Material to process below:
pub mod duckdb;
pub mod memory;

pub use self::duckdb::DuckDbBackend;
pub use memory::MemoryBackend;
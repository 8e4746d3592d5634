// inkstage-core/src/lib.rs

// 1. Documentation
#![allow(missing_docs)]

// 2. Memory safety
#![deny(unsafe_code)]
// 3. Robustness
#![warn(clippy::unwrap_used)]
#![warn(clippy::expect_used)]
// 4. Performance
#![warn(clippy::perf)]

// --- MODULES HEXAGONAUX ---

// 1. Ports (Interfaces / Traits)
// Contrat du store transactionnel (sessions, erreurs typées)
pub mod ports;

// 2. Domain
// Record batches, quality rules, staging targets.
// Ne dépend que des Ports.
pub mod domain;

// 3. Infrastructure (Adapters)
// Connection pool, DuckDB / in-memory stores, CSV extraction, config files.
pub mod infrastructure;

// 4. Application (Use Cases)
// Staging loader and pipeline orchestration.
pub mod application;

// --- GESTION DES ERREURS GLOBALE ---
pub mod error;

// --- RE-EXPORTS (FACADE) ---
pub use error::StageError;
// inkstage-core/src/infrastructure/pool/retry.rs

use std::future::Future;
use std::time::Duration;

use tracing::{error, warn};

use crate::domain::project::EtlConfig;
use crate::error::StageError;

/// Fixed-delay retry, shared by the query, DML and acquisition paths.
#[derive(Debug, Clone, Copy, PartialEq)]
pub struct RetryPolicy {
    /// Total attempts, first one included. Never below 1.
    pub max_attempts: u32,
    pub delay: Duration,
}

impl Default for RetryPolicy {
    fn default() -> Self {
        Self::new(3, Duration::from_secs(5))
    }
}

impl RetryPolicy {
    pub fn new(max_attempts: u32, delay: Duration) -> Self {
        Self {
            max_attempts: max_attempts.max(1),
            delay,
        }
    }

    pub fn from_config(etl: &EtlConfig) -> Self {
        let delay = Duration::try_from_secs_f64(etl.retry_delay_seconds).unwrap_or_default();
        Self::new(etl.max_retries, delay)
    }

    /// Time spent sleeping between attempts before the last error is surfaced.
    pub fn worst_case_wait(&self) -> Duration {
        self.delay * self.max_attempts.saturating_sub(1)
    }

    /// Runs `op` until it succeeds, fails with a non-retryable error, or the
    /// attempts run out. The last error is returned as is.
    pub async fn run<T, F, Fut>(&self, operation: &str, mut op: F) -> Result<T, StageError>
    where
        F: FnMut() -> Fut,
        Fut: Future<Output = Result<T, StageError>>,
    {
        let mut attempt = 0u32;
        loop {
            attempt += 1;
            match op().await {
                Ok(value) => return Ok(value),
                Err(err) if err.is_retryable() && attempt < self.max_attempts => {
                    warn!(
                        operation,
                        attempt,
                        max_attempts = self.max_attempts,
                        delay_ms = self.delay.as_millis() as u64,
                        error = %err,
                        "Transient failure, will retry"
                    );
                    tokio::time::sleep(self.delay).await;
                }
                Err(err) => {
                    if err.is_retryable() {
                        error!(
                            operation,
                            attempts = attempt,
                            "{} failed after {} attempts", operation, attempt
                        );
                    }
                    return Err(err);
                }
            }
        }
    }
}
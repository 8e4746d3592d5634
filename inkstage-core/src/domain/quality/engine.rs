// inkstage-core/src/domain/quality/engine.rs

use std::collections::HashSet;

use crate::domain::batch::{RecordBatch, Value};
use crate::domain::quality::report::QualityReport;
use crate::domain::quality::rules::QualityRuleSet;

pub struct QualityEngine;

impl QualityEngine {
    /// Evaluates every rule against the batch and collects all issues.
    ///
    /// Checks never short-circuit: a missing required column does not stop the
    /// numeric or categorical checks from running on the columns that exist.
    /// Without a rule set the report is empty.
    pub fn validate(
        source_name: &str,
        batch: &RecordBatch,
        rules: Option<&QualityRuleSet>,
    ) -> QualityReport {
        let mut report = QualityReport::empty(source_name, batch.len());
        let Some(rules) = rules else {
            return report;
        };

        Self::check_required(batch, rules, &mut report);
        Self::check_numeric(batch, rules, &mut report);
        Self::check_positive(batch, rules, &mut report);
        Self::check_ranges(batch, rules, &mut report);
        Self::check_categorical(batch, rules, &mut report);

        report
    }

    fn check_required(batch: &RecordBatch, rules: &QualityRuleSet, report: &mut QualityReport) {
        let missing: Vec<&str> = rules
            .required_columns
            .iter()
            .filter(|col| !batch.has_column(col))
            .map(String::as_str)
            .collect();

        if !missing.is_empty() {
            report
                .errors
                .push(format!("Missing required columns: {}", missing.join(", ")));
        }
    }

    fn check_numeric(batch: &RecordBatch, rules: &QualityRuleSet, report: &mut QualityReport) {
        for col in &rules.numeric_columns {
            let offending = count_where(batch, col, |v| !v.is_missing() && v.as_f64().is_none());
            if offending > 0 {
                report
                    .warnings
                    .push(format!("{}: {} non-numeric values", col, offending));
            }
        }
    }

    fn check_positive(batch: &RecordBatch, rules: &QualityRuleSet, report: &mut QualityReport) {
        for col in &rules.positive_columns {
            let negatives = count_where(batch, col, |v| v.as_f64().is_some_and(|n| n < 0.0));
            if negatives > 0 {
                report.errors.push(format!(
                    "{}: {} negative values (should be positive)",
                    col, negatives
                ));
            }
        }
    }

    fn check_ranges(batch: &RecordBatch, rules: &QualityRuleSet, report: &mut QualityReport) {
        for (col, (min, max)) in &rules.range_checks {
            let outside = count_where(batch, col, |v| {
                v.as_f64().is_some_and(|n| n < *min || n > *max)
            });
            if outside > 0 {
                report.warnings.push(format!(
                    "{}: {} values out of range [{}, {}]",
                    col, outside, min, max
                ));
            }
        }
    }

    fn check_categorical(
        batch: &RecordBatch,
        rules: &QualityRuleSet,
        report: &mut QualityReport,
    ) {
        for (col, allowed) in &rules.categorical_checks {
            let members: HashSet<&str> = allowed.iter().map(String::as_str).collect();
            // Null is not a member of any allowed set.
            let invalid = count_where(batch, col, |v| {
                v.is_missing() || !members.contains(v.to_string().as_str())
            });
            if invalid > 0 {
                report.errors.push(format!(
                    "{}: {} invalid values (expected: [{}])",
                    col,
                    invalid,
                    allowed.join(", ")
                ));
            }
        }
    }
}

/// Counts matching values in `column`; an absent column counts zero.
fn count_where(batch: &RecordBatch, column: &str, pred: impl Fn(&Value) -> bool) -> usize {
    batch
        .column_values(column)
        .map(|values| values.filter(|v| pred(v)).count())
        .unwrap_or(0)
}
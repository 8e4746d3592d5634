// inkstage-core/src/domain/staging/target.rs

use crate::domain::batch::{RecordBatch, Value};
use crate::domain::error::DomainError;

/// Destination of one source batch kind: table, ordered columns and the
/// positional insert template derived from them.
#[derive(Debug, Clone, PartialEq)]
pub struct StagingTarget {
    pub source_name: String,
    pub table: String,
    pub columns: Vec<String>,
    insert_sql: String,
}

impl StagingTarget {
    pub fn new(
        source_name: impl Into<String>,
        table: impl Into<String>,
        columns: Vec<String>,
    ) -> Result<Self, DomainError> {
        let table = table.into();
        if table.trim().is_empty() {
            return Err(DomainError::SchemaError(
                "staging table name is empty".into(),
            ));
        }
        if columns.is_empty() {
            return Err(DomainError::SchemaError(format!(
                "staging target '{}' has no columns",
                table
            )));
        }

        let column_list = columns
            .iter()
            .map(|c| quote_ident(c))
            .collect::<Vec<_>>()
            .join(", ");
        let placeholders = vec!["?"; columns.len()].join(", ");
        let insert_sql = format!(
            "INSERT INTO {} ({}) VALUES ({})",
            quote_ident(&table),
            column_list,
            placeholders
        );

        Ok(Self {
            source_name: source_name.into(),
            table,
            columns,
            insert_sql,
        })
    }

    /// Target whose column order is the batch's own column order.
    pub fn for_batch(
        source_name: impl Into<String>,
        table: impl Into<String>,
        batch: &RecordBatch,
    ) -> Result<Self, DomainError> {
        Self::new(source_name, table, batch.columns().to_vec())
    }

    pub fn insert_sql(&self) -> &str {
        &self.insert_sql
    }

    /// `CREATE TABLE IF NOT EXISTS` with column types guessed from the batch.
    pub fn create_table_sql(&self, batch: &RecordBatch) -> String {
        let defs = self
            .columns
            .iter()
            .map(|c| format!("{} {}", quote_ident(c), sql_type_for(batch, c)))
            .collect::<Vec<_>>()
            .join(", ");
        format!(
            "CREATE TABLE IF NOT EXISTS {} ({})",
            quote_ident(&self.table),
            defs
        )
    }
}

pub fn quote_ident(name: &str) -> String {
    format!("\"{}\"", name.replace('"', "\"\""))
}

fn sql_type_for(batch: &RecordBatch, column: &str) -> &'static str {
    let Some(values) = batch.column_values(column) else {
        return "VARCHAR";
    };

    let (mut ints, mut floats, mut dates, mut texts) = (0, 0, 0, 0);
    for v in values {
        match v {
            Value::Int(_) => ints += 1,
            Value::Float(f) if !f.is_nan() => floats += 1,
            Value::Date(_) => dates += 1,
            Value::Text(_) => texts += 1,
            _ => {}
        }
    }

    match (ints, floats, dates, texts) {
        (_, _, 0, 0) if floats > 0 => "DOUBLE",
        (i, 0, 0, 0) if i > 0 => "BIGINT",
        (0, 0, d, 0) if d > 0 => "DATE",
        _ => "VARCHAR",
    }
}

#[cfg(test)]
#[allow(clippy::unwrap_used)]
mod tests {
    use super::*;
    use chrono::NaiveDate;

    fn cols(names: &[&str]) -> Vec<String> {
        names.iter().map(|s| s.to_string()).collect()
    }

    #[test]
    fn test_insert_template_follows_column_order() {
        let target =
            StagingTarget::new("raw_sales", "STG_RAW_SALES", cols(&["sale_id", "qty"])).unwrap();
        assert_eq!(
            target.insert_sql(),
            "INSERT INTO \"STG_RAW_SALES\" (\"sale_id\", \"qty\") VALUES (?, ?)"
        );
    }

    #[test]
    fn test_rejects_empty_column_list() {
        assert!(StagingTarget::new("s", "T", vec![]).is_err());
        assert!(StagingTarget::new("s", " ", cols(&["a"])).is_err());
    }

    #[test]
    fn test_create_table_types() {
        let d = NaiveDate::from_ymd_opt(2024, 1, 31).unwrap();
        let batch = RecordBatch::new(
            cols(&["id", "price", "day", "title", "mixed"]),
            vec![
                vec![1.into(), 9.5.into(), d.into(), "A".into(), 1.into()],
                vec![2.into(), 3.into(), Value::Null, "B".into(), "x".into()],
            ],
        )
        .unwrap();
        let target = StagingTarget::for_batch("s", "STG", &batch).unwrap();

        assert_eq!(
            target.create_table_sql(&batch),
            "CREATE TABLE IF NOT EXISTS \"STG\" (\"id\" BIGINT, \"price\" DOUBLE, \"day\" DATE, \"title\" VARCHAR, \"mixed\" VARCHAR)"
        );
    }
}
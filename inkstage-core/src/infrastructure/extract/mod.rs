pub mod csv;

pub use csv::{CsvExtractor, ExtractMetadata, parse_date};
// inkstage-core/src/error.rs

use crate::domain::error::DomainError;
use crate::infrastructure::error::InfrastructureError;
use crate::ports::store::StoreError;
use thiserror::Error;

#[derive(Error, Debug)]
pub enum StageError {
    // --- ERREURS DU DOMAINE (Quality gate, schéma) ---
    #[error(transparent)]
    Domain(#[from] DomainError),

    // --- ERREURS D'INFRASTRUCTURE (IO, Config, Pool) ---
    #[error(transparent)]
    Infrastructure(#[from] InfrastructureError),

    // --- ERREURS DU STORE (surfaced verbatim, never wrapped) ---
    #[error(transparent)]
    Store(#[from] StoreError),

    #[error("Internal Error: {0}")]
    InternalError(String),
}

impl StageError {
    /// Only transient store failures are worth another attempt.
    pub fn is_retryable(&self) -> bool {
        match self {
            Self::Store(e) => e.is_transient(),
            _ => false,
        }
    }

    pub fn as_store_error(&self) -> Option<&StoreError> {
        match self {
            Self::Store(e) => Some(e),
            _ => None,
        }
    }
}

impl From<std::io::Error> for StageError {
    fn from(err: std::io::Error) -> Self {
        StageError::Infrastructure(InfrastructureError::Io(err))
    }
}
fn resume_error(err: StageError) -> StoreError {
    match err.as_store_error() {
        Some(store) => store.clone(),
        None => StoreError::fatal(err.to_string()),
    }
}

/// Folds a resumed sub-load into the original outcome. Row positions of the
/// sub-load are shifted back to positions in the full batch.
fn merge_resumed(first: LoadOutcome, offset: usize, next: LoadOutcome) -> LoadOutcome {
    LoadOutcome {
        table: next.table,
        rows_attempted: offset + next.rows_attempted,
        rows_committed: offset + next.rows_committed,
        commits: first.commits + next.commits,
        failed_at_row: next.failed_at_row.map(|row| offset + row),
        error: next.error,
        cancelled: next.cancelled,
        elapsed_ms: first.elapsed_ms + next.elapsed_ms,
    }
}

fn log_report(report: &QualityReport) {
    if report.is_clean() {
        println!("    🧪 Quality: {} rows, no issue", report.total_rows);
        return;
    }
    for warning in &report.warnings {
        info!(source = %report.source_name, "Quality warning: {}", warning);
        println!("      ⚠️  {}", warning);
    }
    for error in &report.errors {
        warn!(source = %report.source_name, "Quality error: {}", error);
        eprintln!("      ❌ {}", error);
    }
}

/// Extraction and validation only, nothing is staged.
pub fn validate_sources(
    config: &PipelineConfig,
    project_dir: &Path,
) -> Result<Vec<QualityReport>, StageError> {
    let extractor = CsvExtractor::new(config.etl.date_formats.clone());
    let registry = RuleRegistry::new(config.quality.clone());

    config
        .sources
        .iter()
        .map(|source| {
            let (batch, _) = extractor.extract(&resolve_path(project_dir, &source.path))?;
            Ok(registry.validate(&source.name, &batch))
        })
        .collect()
}
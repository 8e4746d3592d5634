// inkstage/src/commands/validate.rs
//
// USE CASE: Check every source against its quality rules, stage nothing.

use std::path::PathBuf;

use anyhow::Context;
use inkstage_core::application::validate_sources;

use super::load_config;

pub fn execute(project_dir: PathBuf) -> anyhow::Result<()> {
    let config = load_config(&project_dir)?;

    let reports = validate_sources(&config, &project_dir).context("Validation aborted")?;

    let mut failed = 0;
    for report in &reports {
        println!("\n🧪 {} ({} rows)", report.source_name, report.total_rows);
        if report.is_clean() {
            println!("   ✅ No issue");
        }
        for warning in &report.warnings {
            println!("   ⚠️  {}", warning);
        }
        for error in &report.errors {
            println!("   ❌ {}", error);
        }
        if report.has_errors() {
            failed += 1;
        }
    }

    if failed > 0 {
        eprintln!("\n❌ {} source(s) would be rejected.", failed);
        std::process::exit(1);
    }
    println!("\n✨ All sources pass the quality gate.");
    Ok(())
}
// inkstage-core/src/infrastructure/adapters/memory.rs

// In-process store used by `run --dry-run` and by tests that need to inject faults.
// Understands only the statement shapes the loader emits.

use std::collections::HashMap;
use std::sync::{Arc, LazyLock, Mutex, MutexGuard, PoisonError};

use async_trait::async_trait;
use regex::Regex;

use crate::domain::batch::Value;
use crate::ports::store::{
    FetchMode, Row, SessionOptions, StoreBackend, StoreError, StoreErrorKind, StoreSession,
};

#[allow(clippy::expect_used)]
static STATEMENT: LazyLock<Regex> = LazyLock::new(|| {
    Regex::new(
        r#"(?is)^\s*(insert\s+into|create\s+table(?:\s+if\s+not\s+exists)?|select\s+count\(\*\)\s+from|select\s+\*\s+from|delete\s+from)\s+"?([\w\.]+)"?"#,
    )
    .expect("statement pattern is valid")
});

/// Counters since the backend was created.
#[derive(Debug, Clone, Copy, Default, PartialEq, Eq)]
pub struct MemoryStats {
    pub connects: usize,
    /// Insert attempts, failed ones included.
    pub inserts: usize,
    pub commits: usize,
    pub rollbacks: usize,
    pub statements: usize,
}

#[derive(Debug, Default)]
struct Faults {
    unreachable: bool,
    connect_failures: u32,
    statement_failures: u32,
    commit_failures: u32,
    /// 1-based global insert attempt that fails, and how.
    fail_insert_at: Option<(usize, StoreErrorKind)>,
}

#[derive(Debug, Default)]
struct MemoryState {
    tables: HashMap<String, Vec<Row>>,
    stats: MemoryStats,
    faults: Faults,
}

#[derive(Debug)]
enum PendingOp {
    Create(String),
    Insert(String, Row),
    Delete(String),
}

#[derive(Debug, PartialEq)]
enum Statement {
    Insert(String),
    Create(String),
    Delete(String),
    Count(String),
    SelectAll(String),
    TableLookup,
}

fn parse(sql: &str) -> Option<Statement> {
    let caps = STATEMENT.captures(sql)?;
    let verb = caps.get(1)?.as_str().to_lowercase();
    let table = caps.get(2)?.as_str().to_lowercase();

    if table == "information_schema.tables" {
        return Some(Statement::TableLookup);
    }
    let verb = verb.split_whitespace().collect::<Vec<_>>();
    match verb.first().copied() {
        Some("insert") => Some(Statement::Insert(table)),
        Some("create") => Some(Statement::Create(table)),
        Some("delete") => Some(Statement::Delete(table)),
        Some("select") if verb.iter().any(|w| w.starts_with("count")) => {
            Some(Statement::Count(table))
        }
        Some("select") => Some(Statement::SelectAll(table)),
        _ => None,
    }
}

/// Shared in-memory tables. Clones observe the same state.
#[derive(Debug, Clone, Default)]
pub struct MemoryBackend {
    state: Arc<Mutex<MemoryState>>,
}

impl MemoryBackend {
    pub fn new() -> Self {
        Self::default()
    }

    fn state(&self) -> MutexGuard<'_, MemoryState> {
        lock(&self.state)
    }

    pub fn stats(&self) -> MemoryStats {
        self.state().stats
    }

    /// Committed rows of `table`, or `None` if it was never created.
    pub fn rows(&self, table: &str) -> Option<Vec<Row>> {
        self.state().tables.get(&table.to_lowercase()).cloned()
    }

    pub fn create_table(&self, table: &str) {
        self.state()
            .tables
            .entry(table.to_lowercase())
            .or_default();
    }

    /// Every connect attempt fails with a fatal error.
    pub fn set_unreachable(&self, unreachable: bool) {
        self.state().faults.unreachable = unreachable;
    }

    /// The next `n` connect attempts fail with a transient error.
    pub fn fail_next_connects(&self, n: u32) {
        self.state().faults.connect_failures = n;
    }

    /// The next `n` statements fail with a transient error.
    pub fn fail_next_statements(&self, n: u32) {
        self.state().faults.statement_failures = n;
    }

    /// The next `n` commits fail with a transient error.
    pub fn fail_next_commits(&self, n: u32) {
        self.state().faults.commit_failures = n;
    }

    /// The `nth` insert attempt since creation (1-based) fails with `kind`.
    pub fn fail_insert_at(&self, nth: usize, kind: StoreErrorKind) {
        self.state().faults.fail_insert_at = Some((nth, kind));
    }

    fn connect_sync(&self) -> Result<MemorySession, StoreError> {
        let mut state = self.state();
        if state.faults.unreachable {
            return Err(StoreError::fatal("memory store is unreachable"));
        }
        if state.faults.connect_failures > 0 {
            state.faults.connect_failures -= 1;
            return Err(StoreError::transient("connection refused"));
        }
        state.stats.connects += 1;
        Ok(MemorySession {
            state: Arc::clone(&self.state),
            pending: Vec::new(),
        })
    }
}

#[async_trait]
impl StoreBackend for MemoryBackend {
    async fn connect(&self, _options: &SessionOptions) -> Result<Box<dyn StoreSession>, StoreError> {
        let session = self.connect_sync()?;
        Ok(Box::new(session))
    }

    fn engine_name(&self) -> &str {
        "memory"
    }
}

pub struct MemorySession {
    state: Arc<Mutex<MemoryState>>,
    pending: Vec<PendingOp>,
}

fn lock(state: &Mutex<MemoryState>) -> MutexGuard<'_, MemoryState> {
    state.lock().unwrap_or_else(PoisonError::into_inner)
}

impl MemorySession {
    fn begin_statement(state: &mut MemoryState) -> Result<(), StoreError> {
        state.stats.statements += 1;
        if state.faults.statement_failures > 0 {
            state.faults.statement_failures -= 1;
            return Err(StoreError::transient("connection reset by peer"));
        }
        Ok(())
    }

    fn execute_sync(&mut self, sql: &str, params: &[Value]) -> Result<u64, StoreError> {
        let mut state = lock(&self.state);
        Self::begin_statement(&mut state)?;

        match parse(sql) {
            Some(Statement::Insert(table)) => {
                state.stats.inserts += 1;
                let attempt = state.stats.inserts;
                if let Some((_, kind)) = state.faults.fail_insert_at.filter(|(nth, _)| *nth == attempt) {
                    return Err(StoreError::new(
                        kind,
                        format!("row rejected by {} (insert #{})", table, attempt),
                    ));
                }
                self.pending.push(PendingOp::Insert(table, params.to_vec()));
                Ok(1)
            }
            Some(Statement::Create(table)) => {
                self.pending.push(PendingOp::Create(table));
                Ok(0)
            }
            Some(Statement::Delete(table)) => {
                let affected = state.tables.get(&table).map_or(0, Vec::len);
                self.pending.push(PendingOp::Delete(table));
                Ok(affected as u64)
            }
            _ => Err(StoreError::statement(format!(
                "unsupported statement for the memory store: {}",
                sql.trim()
            ))),
        }
    }

    fn query_sync(
        &mut self,
        sql: &str,
        params: &[Value],
        mode: FetchMode,
    ) -> Result<Vec<Row>, StoreError> {
        let mut state = lock(&self.state);
        Self::begin_statement(&mut state)?;

        let mut rows = match parse(sql) {
            Some(Statement::TableLookup) => {
                let name = params.first().map(|v| v.to_string().to_lowercase());
                let found = name.is_some_and(|n| state.tables.contains_key(&n));
                vec![vec![Value::Int(i64::from(found))]]
            }
            Some(Statement::Count(table)) => {
                let rows = state
                    .tables
                    .get(&table)
                    .ok_or_else(|| StoreError::statement(format!("Table {} does not exist", table)))?;
                vec![vec![Value::Int(rows.len() as i64)]]
            }
            Some(Statement::SelectAll(table)) => state
                .tables
                .get(&table)
                .cloned()
                .ok_or_else(|| StoreError::statement(format!("Table {} does not exist", table)))?,
            _ => {
                return Err(StoreError::statement(format!(
                    "unsupported query for the memory store: {}",
                    sql.trim()
                )));
            }
        };

        if mode == FetchMode::One {
            rows.truncate(1);
        }
        Ok(rows)
    }

    fn commit_sync(&mut self) -> Result<(), StoreError> {
        let mut state = lock(&self.state);
        if state.faults.commit_failures > 0 {
            state.faults.commit_failures -= 1;
            return Err(StoreError::transient("connection lost during commit"));
        }
        for op in self.pending.drain(..) {
            match op {
                PendingOp::Create(table) => {
                    state.tables.entry(table).or_default();
                }
                PendingOp::Insert(table, row) => state.tables.entry(table).or_default().push(row),
                PendingOp::Delete(table) => {
                    if let Some(rows) = state.tables.get_mut(&table) {
                        rows.clear();
                    }
                }
            }
        }
        state.stats.commits += 1;
        Ok(())
    }

    fn rollback_sync(&mut self) {
        self.pending.clear();
        lock(&self.state).stats.rollbacks += 1;
    }
}

#[async_trait]
impl StoreSession for MemorySession {
    async fn execute(&mut self, sql: &str, params: &[Value]) -> Result<u64, StoreError> {
        self.execute_sync(sql, params)
    }

    async fn query(
        &mut self,
        sql: &str,
        params: &[Value],
        mode: FetchMode,
    ) -> Result<Vec<Row>, StoreError> {
        self.query_sync(sql, params, mode)
    }

    async fn commit(&mut self) -> Result<(), StoreError> {
        self.commit_sync()
    }

    async fn rollback(&mut self) -> Result<(), StoreError> {
        self.rollback_sync();
        Ok(())
    }
}

#[cfg(test)]
#[allow(clippy::unwrap_used)]
mod tests {
    use super::*;

    #[test]
    fn test_statement_shapes() {
        assert_eq!(
            parse(r#"INSERT INTO "STG_DAILY" ("a") VALUES (?)"#),
            Some(Statement::Insert("stg_daily".into()))
        );
        assert_eq!(
            parse(r#"CREATE TABLE IF NOT EXISTS "T" ("a" BIGINT)"#),
            Some(Statement::Create("t".into()))
        );
        assert_eq!(
            parse(r#"SELECT COUNT(*) FROM "T""#),
            Some(Statement::Count("t".into()))
        );
        assert_eq!(
            parse("SELECT COUNT(*) FROM information_schema.tables WHERE lower(table_name) = lower(?)"),
            Some(Statement::TableLookup)
        );
        assert_eq!(parse("UPDATE t SET a = 1"), None);
    }

    #[tokio::test]
    async fn test_rows_are_visible_only_after_commit() -> anyhow::Result<()> {
        let backend = MemoryBackend::new();
        let mut session = backend.connect(&SessionOptions::default()).await?;

        session.execute(r#"INSERT INTO "t" ("a") VALUES (?)"#, &[Value::Int(1)]).await?;
        assert!(backend.rows("t").is_none());

        session.commit().await?;
        assert_eq!(backend.rows("T").unwrap(), vec![vec![Value::Int(1)]]);

        session.execute(r#"INSERT INTO "t" ("a") VALUES (?)"#, &[Value::Int(2)]).await?;
        session.rollback().await?;
        assert_eq!(backend.rows("t").unwrap().len(), 1);
        assert_eq!(backend.stats().rollbacks, 1);
        Ok(())
    }

    #[tokio::test]
    async fn test_injected_insert_failure_keeps_its_kind() -> anyhow::Result<()> {
        let backend = MemoryBackend::new();
        backend.fail_insert_at(2, StoreErrorKind::Statement);
        let mut session = backend.connect(&SessionOptions::default()).await?;

        let sql = r#"INSERT INTO "t" ("a") VALUES (?)"#;
        assert!(session.execute(sql, &[Value::Int(1)]).await.is_ok());
        let err = session.execute(sql, &[Value::Int(2)]).await.unwrap_err();
        assert_eq!(err.kind, StoreErrorKind::Statement);
        assert_eq!(backend.stats().inserts, 2);
        Ok(())
    }

    #[tokio::test]
    async fn test_unreachable_store_is_fatal() {
        let backend = MemoryBackend::new();
        backend.set_unreachable(true);
        let err = backend.connect(&SessionOptions::default()).await.err().unwrap();
        assert_eq!(err.kind, StoreErrorKind::Fatal);
    }
}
End of Material to process.
**Task to carry out:**
Please give again the lines above between the line holding "use thiserror::Error;" and the line holding "ERREURS DU STORE", inclusive, exactly as they are and with nothing added.

**Exercise output:**
use thiserror::Error;

#[derive(Error, Debug)]
pub enum StageError {
    // --- ERREURS DU DOMAINE (Quality gate, schéma) ---
    #[error(transparent)]
    Domain(#[from] DomainError),

    // --- ERREURS D'INFRASTRUCTURE (IO, Config, Pool) ---
    #[error(transparent)]
    Infrastructure(#[from] InfrastructureError),

    // --- ERREURS DU STORE (surfaced verbatim, never wrapped) ---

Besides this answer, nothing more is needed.